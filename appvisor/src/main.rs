mod cli;
mod commands;
mod common;
mod daemon;

use std::os::fd::OwnedFd;

use clap::Parser;
use nix::errno::Errno;
use nix::unistd::ForkResult;
use tracing_subscriber::{EnvFilter, layer::SubscriberExt, util::SubscriberInitExt};

use crate::daemon::{AppStartMode, DaemonArgs};

fn main() -> anyhow::Result<()> {
    let cli = cli::Cli::parse();
    let socket = cli.socket.clone();

    match cli.command {
        cli::Command::Supervisor(args) => run_supervisor(args),
        command => run_client(socket, command),
    }
}

fn run_client(socket: Option<std::path::PathBuf>, command: cli::Command) -> anyhow::Result<()> {
    tracing_subscriber::registry()
        .with(EnvFilter::try_from_default_env().unwrap_or_else(|_| EnvFilter::new("warn")))
        .with(tracing_subscriber::fmt::layer())
        .init();

    let runtime = tokio::runtime::Builder::new_current_thread()
        .enable_all()
        .build()?;

    runtime.block_on(async move {
        match command {
            cli::Command::Start(args) => commands::simple::start(&socket, args).await,
            cli::Command::Stop(args) => commands::simple::stop(&socket, args).await,
            cli::Command::Restart(args) => commands::simple::restart(&socket, args).await,
            cli::Command::Remove(args) => commands::simple::remove(&socket, args).await,
            cli::Command::List => commands::list::execute(&socket).await,
            cli::Command::Status(args) => commands::status::status(&socket, args).await,
            cli::Command::Info(args) => commands::status::info(&socket, args).await,
            cli::Command::Version => commands::status::version(&socket).await,
            cli::Command::RunProc(args) => commands::run_proc::execute(&socket, args).await,
            cli::Command::StopDaemon => commands::ctl::stop_daemon(&socket).await,
            cli::Command::RestartDaemon(args) => {
                commands::ctl::restart_daemon(&socket, args).await
            }
            cli::Command::Supervisor(_) => unreachable!("handled in main"),
        }
    })
}

fn run_supervisor(args: cli::SupervisorArgs) -> anyhow::Result<()> {
    let start_apps = match args.start_apps.as_str() {
        "auto" => AppStartMode::Auto,
        "none" => AppStartMode::None,
        other => anyhow::bail!("invalid --start-apps '{other}', must be 'auto' or 'none'"),
    };

    // Framework-created files must get full permissions regardless of who
    // launched us.
    unsafe { libc::umask(0) };

    // The fork must happen before the runtime exists.
    let readiness = if args.no_daemonize { None } else { Some(daemonize()?) };

    init_daemon_tracing(&args)?;

    let runtime = tokio::runtime::Builder::new_current_thread()
        .enable_all()
        .build()?;

    runtime.block_on(daemon::run(
        DaemonArgs { config: args.config, start_apps },
        readiness,
    ))
}

fn init_daemon_tracing(args: &cli::SupervisorArgs) -> anyhow::Result<()> {
    // The daemon's own log settings come from the config file; RUST_LOG
    // overrides, and APPVISOR_CONSOLE_LOG forces console output for
    // debugging.
    let store = appvisor_core::ConfigStore::load(&args.config)?;
    let log_dir = store.daemon().log_dir.clone();
    let log_level = store.daemon().log_level.clone();

    let filter = EnvFilter::try_from_default_env().unwrap_or_else(|_| EnvFilter::new(&log_level));

    let force_console = std::env::var("APPVISOR_CONSOLE_LOG").is_ok();
    if args.no_daemonize || force_console {
        tracing_subscriber::registry()
            .with(filter)
            .with(tracing_subscriber::fmt::layer())
            .init();
    } else {
        std::fs::create_dir_all(&log_dir)?;
        let file_appender = tracing_appender::rolling::never(&log_dir, "supervisor.log");
        tracing_subscriber::registry()
            .with(filter)
            .with(
                tracing_subscriber::fmt::layer()
                    .with_writer(file_appender)
                    .with_ansi(false),
            )
            .init();
    }
    Ok(())
}

/// Detaches from the controlling terminal. The parent blocks until the
/// child closes the returned pipe end (which the kernel does at readiness),
/// so whatever launched us can sequence on a fully started framework.
fn daemonize() -> anyhow::Result<OwnedFd> {
    let (read, write) = nix::unistd::pipe()?;

    match unsafe { nix::unistd::fork() }? {
        ForkResult::Parent { .. } => {
            drop(write);
            let mut buf = [0u8; 1];
            loop {
                match nix::unistd::read(&read, &mut buf) {
                    Ok(0) => std::process::exit(0),
                    Ok(_) => continue,
                    Err(Errno::EINTR) => continue,
                    Err(_) => std::process::exit(1),
                }
            }
        }
        ForkResult::Child => {
            drop(read);
            nix::unistd::setsid()?;
            Ok(write)
        }
    }
}
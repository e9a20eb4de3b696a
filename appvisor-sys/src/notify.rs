//! The "app stopped" oracle.
//!
//! Each per-app freezer cgroup is created with `notify_on_release`; when its
//! last task exits, the kernel runs the release agent, which sends the app
//! name as a datagram to this socket. SIGCHLD alone cannot provide this
//! signal because grandchildren can outlive the processes the supervisor
//! forked.

use std::path::Path;

use tokio::net::UnixDatagram;
use tracing::{debug, warn};

use appvisor_core::Result;

/// Longest app name accepted on the wire.
const MAX_NAME_BYTES: usize = 256;

/// Receiving side, owned by the supervisor's event loop.
pub struct StopNotifier {
    socket: UnixDatagram,
}

impl StopNotifier {
    pub fn bind(path: impl AsRef<Path>) -> Result<Self> {
        let path = path.as_ref();

        if let Err(e) = std::fs::remove_file(path)
            && e.kind() != std::io::ErrorKind::NotFound
        {
            warn!("failed to remove stale stop-notifier socket: {e}");
        }

        let socket = UnixDatagram::bind(path)?;
        debug!("stop notifier bound to {}", path.display());
        Ok(Self { socket })
    }

    /// Next reported app name. Malformed datagrams are dropped with a
    /// warning; they can occur during teardown.
    pub async fn recv(&self) -> Result<Option<String>> {
        let mut buf = [0u8; MAX_NAME_BYTES];
        let len = self.socket.recv(&mut buf).await?;

        if len == 0 {
            warn!("empty app-stop datagram");
            return Ok(None);
        }

        match std::str::from_utf8(&buf[..len]) {
            Ok(name) => Ok(Some(name.to_string())),
            Err(e) => {
                warn!("app-stop datagram is not valid UTF-8: {e}");
                Ok(None)
            }
        }
    }
}

/// Sending side, used by the release-agent helper. Payload is the bare app
/// name; the datagram boundary delimits it.
pub fn notify_app_stopped(socket_path: &Path, app_name: &str) -> std::io::Result<()> {
    let socket = std::os::unix::net::UnixDatagram::unbound()?;
    socket.send_to(app_name.as_bytes(), socket_path)?;
    Ok(())
}

#[cfg(test)]
mod tests {
    use super::*;

    #[tokio::test]
    async fn test_notifier_roundtrip() {
        let dir = tempfile::tempdir().unwrap();
        let path = dir.path().join("app-stop.sock");

        let notifier = StopNotifier::bind(&path).unwrap();
        notify_app_stopped(&path, "echo").unwrap();

        assert_eq!(notifier.recv().await.unwrap(), Some("echo".to_string()));
    }

    #[tokio::test]
    async fn test_invalid_utf8_is_dropped() {
        let dir = tempfile::tempdir().unwrap();
        let path = dir.path().join("app-stop.sock");

        let notifier = StopNotifier::bind(&path).unwrap();
        let sender = std::os::unix::net::UnixDatagram::unbound().unwrap();
        sender.send_to(&[0xff, 0xfe], &path).unwrap();

        assert_eq!(notifier.recv().await.unwrap(), None);
    }

    #[tokio::test]
    async fn test_bind_replaces_stale_socket() {
        let dir = tempfile::tempdir().unwrap();
        let path = dir.path().join("app-stop.sock");

        drop(StopNotifier::bind(&path).unwrap());
        let notifier = StopNotifier::bind(&path).unwrap();

        notify_app_stopped(&path, "svc").unwrap();
        assert_eq!(notifier.recv().await.unwrap(), Some("svc".to_string()));
    }
}
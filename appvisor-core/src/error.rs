use thiserror::Error;

#[derive(Error, Debug)]
pub enum Error {
    #[error("IO error: {0}")]
    Io(#[from] std::io::Error),

    #[error("Process spawn failed: {0}")]
    SpawnFailed(String),

    #[error("Process {0} not found")]
    ProcessNotFound(String),

    #[error("Config error: {0}")]
    Config(String),

    #[error("Invalid name: {0}")]
    InvalidName(String),

    #[error("App {0} is not installed")]
    NotInstalled(String),

    #[error("App {0} is already referenced by a client")]
    AlreadyReferenced(String),

    #[error("Cgroup error: {0}")]
    Cgroup(String),

    #[error("Cgroup {0} is not empty")]
    CgroupBusy(String),

    #[error("Process {0} is in uninterruptible sleep and cannot be killed")]
    Unkillable(i32),

    #[error("Supervisor error: {0}")]
    Supervisor(String),

    #[error("Timeout waiting for {0}")]
    Timeout(String),

    #[error("Unix error: {0}")]
    Unix(#[from] nix::errno::Errno),

    #[error("Other error: {0}")]
    Other(#[from] anyhow::Error),
}

pub type Result<T> = std::result::Result<T, Error>;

══════════════════════════════

Required action> Of the lines above, retype only those from the line containing "drop(write);" through the line containing "filename appvisor-sys/src/notify.rs", including both, exactly.

Reply to the exercise>
            drop(write);
            let mut buf = [0u8; 1];
            loop {
                match nix::unistd::read(&read, &mut buf) {
                    Ok(0) => std::process::exit(0),
                    Ok(_) => continue,
                    Err(Errno::EINTR) => continue,
                    Err(_) => std::process::exit(1),
                }
            }
        }
        ForkResult::Child => {
            drop(read);
            nix::unistd::setsid()?;
            Ok(write)
        }
    }
}
repository e9a20eb4de3b696a
filename appvisor-sys/src/notify.rs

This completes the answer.